// ===============================
// src/source.rs
// ===============================
//
// Position snapshot adapters:
// - MockSource  : random-walk positions per address (demo & tests)
// - InfoClient  : Hyperliquid info API (clearinghouseState / openOrders /
//                 candleSnapshot) through the resilient fetch client
//
// The upstream is untrusted: numbers arrive as strings, fields go missing,
// zero-size entries appear. Entries that cannot be parsed are skipped; a
// payload with no usable shape at all is a DataError, which the poller
// treats like a failed fetch (prior snapshot stays authoritative).
//
use std::collections::BTreeMap;
use std::sync::{Arc, Mutex};

use ahash::AHashMap as HashMap;
use rand::Rng;
use serde_json::{json, Value};
use thiserror::Error;
use tracing::debug;

use crate::domain::{now_ms, Address, Position, PositionSide, PositionSnapshot, SIZE_EPSILON};
use crate::fetch::{FetchError, ResilientClient};

#[derive(Debug, Error)]
pub enum SourceError {
    #[error(transparent)]
    Fetch(#[from] FetchError),
    #[error("unusable positions payload: {0}")]
    Shape(&'static str),
}

pub enum Source {
    Mock(MockSource),
    Hyperliquid(InfoClient),
}

impl Source {
    pub async fn snapshot(&self, addr: &Address) -> Result<PositionSnapshot, SourceError> {
        match self {
            Source::Mock(m) => Ok(m.snapshot(addr)),
            Source::Hyperliquid(c) => c.snapshot(addr).await,
        }
    }
}

// -----------------------------------------------------------------------------
// Hyperliquid info API
// -----------------------------------------------------------------------------

pub struct InfoClient {
    client: Arc<ResilientClient>,
    info_url: String,
}

impl InfoClient {
    pub fn new(client: Arc<ResilientClient>, info_url: String) -> Self {
        Self { client, info_url }
    }

    pub async fn snapshot(&self, addr: &Address) -> Result<PositionSnapshot, SourceError> {
        let body = json!({"type": "clearinghouseState", "user": addr.to_string()});
        let payload = self.client.post_json(&self.info_url, &body).await?;

        // Open-order counts are best effort; absence degrades to zero.
        let order_counts = self.open_order_counts(addr).await.unwrap_or_default();

        let mut snap = parse_clearinghouse(&payload, &order_counts)?;

        // Fill mark prices from the candle source; one call per distinct
        // symbol, deduped across watchers by the fetch cache.
        for pos in snap.positions.values_mut() {
            if pos.mark_price.is_none() {
                pos.mark_price = self.mark_price(&pos.symbol).await;
            }
        }
        snap.ts_ms = now_ms();
        Ok(snap)
    }

    /// Most recent 1m candle close, or None when the market has no recent
    /// candle. Unknown stays unknown, never zero.
    pub async fn mark_price(&self, coin: &str) -> Option<f64> {
        // Minute-aligned window keeps the cache fingerprint stable.
        let end = (now_ms() / 60_000) * 60_000;
        let start = end - 5 * 60_000;
        let body = json!({
            "type": "candleSnapshot",
            "req": {"coin": coin, "interval": "1m", "startTime": start, "endTime": end}
        });
        match self.client.post_json(&self.info_url, &body).await {
            Ok(v) => v
                .as_array()
                .and_then(|candles| candles.last())
                .and_then(|c| parse_f64(c.get("c")?)),
            Err(e) => {
                debug!(%coin, ?e, "mark price unavailable");
                None
            }
        }
    }

    async fn open_order_counts(&self, addr: &Address) -> Option<HashMap<String, u32>> {
        let body = json!({"type": "openOrders", "user": addr.to_string()});
        let v = self.client.post_json(&self.info_url, &body).await.ok()?;
        let mut counts: HashMap<String, u32> = HashMap::new();
        for order in v.as_array()? {
            if let Some(coin) = order.get("coin").and_then(|c| c.as_str()) {
                *counts.entry(coin.to_string()).or_insert(0) += 1;
            }
        }
        Some(counts)
    }
}

/// clearinghouseState -> PositionSnapshot. Unparseable entries are skipped,
/// zero-size entries are dropped at this boundary.
pub fn parse_clearinghouse(
    payload: &Value,
    order_counts: &HashMap<String, u32>,
) -> Result<PositionSnapshot, SourceError> {
    let obj = payload.as_object().ok_or(SourceError::Shape("not an object"))?;

    let balance = obj
        .get("withdrawable")
        .and_then(parse_f64)
        .or_else(|| {
            obj.get("marginSummary")
                .and_then(|m| m.get("accountValue"))
                .and_then(parse_f64)
        })
        .unwrap_or(0.0);

    let mut positions = BTreeMap::new();
    if let Some(entries) = obj.get("assetPositions").and_then(|v| v.as_array()) {
        for entry in entries {
            let Some(p) = entry.get("position") else { continue };
            let Some(coin) = p.get("coin").and_then(|c| c.as_str()) else { continue };
            let Some(szi) = p.get("szi").and_then(parse_f64) else { continue };
            if szi.abs() < SIZE_EPSILON {
                continue;
            }
            let Some(entry_price) = p.get("entryPx").and_then(parse_f64) else { continue };

            let notional = p.get("positionValue").and_then(parse_f64);
            let unrealized_pnl = p.get("unrealizedPnl").and_then(parse_f64).unwrap_or(0.0);
            let side = if szi > 0.0 { PositionSide::Long } else { PositionSide::Short };
            let size = szi.abs();

            positions.insert(
                coin.to_string(),
                Position {
                    symbol: coin.to_string(),
                    size,
                    side,
                    entry_price,
                    // Implied mark from notional; the candle source refines it.
                    mark_price: notional.map(|n| n / size),
                    notional,
                    unrealized_pnl,
                    open_orders: order_counts.get(coin).copied().unwrap_or(0),
                },
            );
        }
    }

    Ok(PositionSnapshot {
        balance,
        positions,
        ts_ms: 0,
    })
}

fn parse_f64(v: &Value) -> Option<f64> {
    match v {
        Value::String(s) => s.parse().ok(),
        Value::Number(n) => n.as_f64(),
        _ => None,
    }
}

// -----------------------------------------------------------------------------
// Mock source (random walk — drives demos and the poller without network)
// -----------------------------------------------------------------------------

const MOCK_SYMBOLS: [&str; 4] = ["BTC", "ETH", "SOL", "DOGE"];

pub struct MockSource {
    states: Mutex<HashMap<Address, PositionSnapshot>>,
}

impl Default for MockSource {
    fn default() -> Self {
        Self::new()
    }
}

impl MockSource {
    pub fn new() -> Self {
        Self {
            states: Mutex::new(HashMap::new()),
        }
    }

    pub fn snapshot(&self, addr: &Address) -> PositionSnapshot {
        let mut states = self.states.lock().unwrap_or_else(|p| p.into_inner());
        let snap = states.entry(*addr).or_insert_with(|| PositionSnapshot {
            balance: 10_000.0,
            positions: BTreeMap::new(),
            ts_ms: 0,
        });
        // do not hold ThreadRng across an .await — this fn is fully sync
        let mut rng = rand::thread_rng();

        snap.balance = (snap.balance + rng.gen_range(-20.0..20.0)).max(100.0);

        for sym in MOCK_SYMBOLS {
            let roll: f64 = rng.gen();
            match snap.positions.get_mut(sym) {
                None => {
                    if roll < 0.10 {
                        let side = if rng.gen_bool(0.5) { PositionSide::Long } else { PositionSide::Short };
                        let entry = mock_px(sym, &mut rng);
                        let size = rng.gen_range(0.1..5.0);
                        snap.positions.insert(
                            sym.to_string(),
                            Position {
                                symbol: sym.to_string(),
                                size,
                                side,
                                entry_price: entry,
                                mark_price: Some(entry),
                                notional: Some(entry * size),
                                unrealized_pnl: 0.0,
                                open_orders: rng.gen_range(0..3),
                            },
                        );
                    }
                }
                Some(pos) => {
                    if roll < 0.08 {
                        snap.positions.remove(sym);
                    } else if roll < 0.20 {
                        let factor = rng.gen_range(0.5..1.8);
                        pos.size = (pos.size * factor).max(0.05);
                        pos.unrealized_pnl += rng.gen_range(-50.0..50.0);
                    } else {
                        pos.unrealized_pnl += rng.gen_range(-25.0..25.0);
                        if let Some(mark) = pos.mark_price.as_mut() {
                            *mark *= rng.gen_range(0.99..1.01);
                        }
                    }
                }
            }
        }

        snap.ts_ms = now_ms();
        snap.clone()
    }
}

fn mock_px(sym: &str, rng: &mut impl Rng) -> f64 {
    let base = match sym {
        "BTC" => 60_000.0,
        "ETH" => 3_000.0,
        "SOL" => 150.0,
        _ => 0.2,
    };
    base * rng.gen_range(0.95..1.05)
}

#[cfg(test)]
mod tests {
    use super::*;

    fn payload() -> Value {
        json!({
            "marginSummary": {"accountValue": "12345.6", "totalNtlPos": "25000.0"},
            "withdrawable": "9876.5",
            "assetPositions": [
                {"type": "oneWay", "position": {
                    "coin": "BTC", "szi": "0.5", "entryPx": "50000.0",
                    "positionValue": "26000.0", "unrealizedPnl": "1000.0"
                }},
                {"type": "oneWay", "position": {
                    "coin": "ETH", "szi": "-10", "entryPx": "2000.0",
                    "positionValue": "19000.0", "unrealizedPnl": "-500.0"
                }},
                // zero size: must be dropped, not zeroed
                {"type": "oneWay", "position": {
                    "coin": "SOL", "szi": "0", "entryPx": "150.0"
                }},
                // missing entryPx: skipped
                {"type": "oneWay", "position": {"coin": "DOGE", "szi": "100"}}
            ]
        })
    }

    #[test]
    fn parses_balance_and_signed_positions() {
        let mut counts = HashMap::new();
        counts.insert("BTC".to_string(), 2u32);
        let snap = parse_clearinghouse(&payload(), &counts).unwrap();

        assert_eq!(snap.balance, 9876.5);
        assert_eq!(snap.positions.len(), 2);

        let btc = &snap.positions["BTC"];
        assert_eq!(btc.side, PositionSide::Long);
        assert_eq!(btc.size, 0.5);
        assert_eq!(btc.open_orders, 2);
        assert_eq!(btc.mark_price, Some(26_000.0 / 0.5));

        let eth = &snap.positions["ETH"];
        assert_eq!(eth.side, PositionSide::Short);
        assert_eq!(eth.size, 10.0);
        assert_eq!(eth.unrealized_pnl, -500.0);
        assert_eq!(eth.open_orders, 0);
    }

    #[test]
    fn falls_back_to_account_value_when_withdrawable_missing() {
        let mut v = payload();
        v.as_object_mut().unwrap().remove("withdrawable");
        let snap = parse_clearinghouse(&v, &HashMap::new()).unwrap();
        assert_eq!(snap.balance, 12345.6);
    }

    #[test]
    fn non_object_payload_is_a_shape_error() {
        assert!(parse_clearinghouse(&json!([1, 2, 3]), &HashMap::new()).is_err());
    }

    #[test]
    fn missing_asset_positions_yields_empty_map() {
        let snap = parse_clearinghouse(&json!({"withdrawable": "5.0"}), &HashMap::new()).unwrap();
        assert!(snap.positions.is_empty());
        assert_eq!(snap.balance, 5.0);
    }

    #[test]
    fn mock_source_respects_nonzero_size_invariant() {
        let src = MockSource::new();
        let addr = Address::parse("0x5aaeb6053f3e94c9b9a09f33669435e7ef1beaed").unwrap();
        for _ in 0..50 {
            let snap = src.snapshot(&addr);
            for p in snap.positions.values() {
                assert!(p.size > 0.0);
            }
        }
    }
}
# # # # # # #
#### Work to complete
For the listing shown above, count the lines that contain the word "user" and supply only the result.

#### Solution
2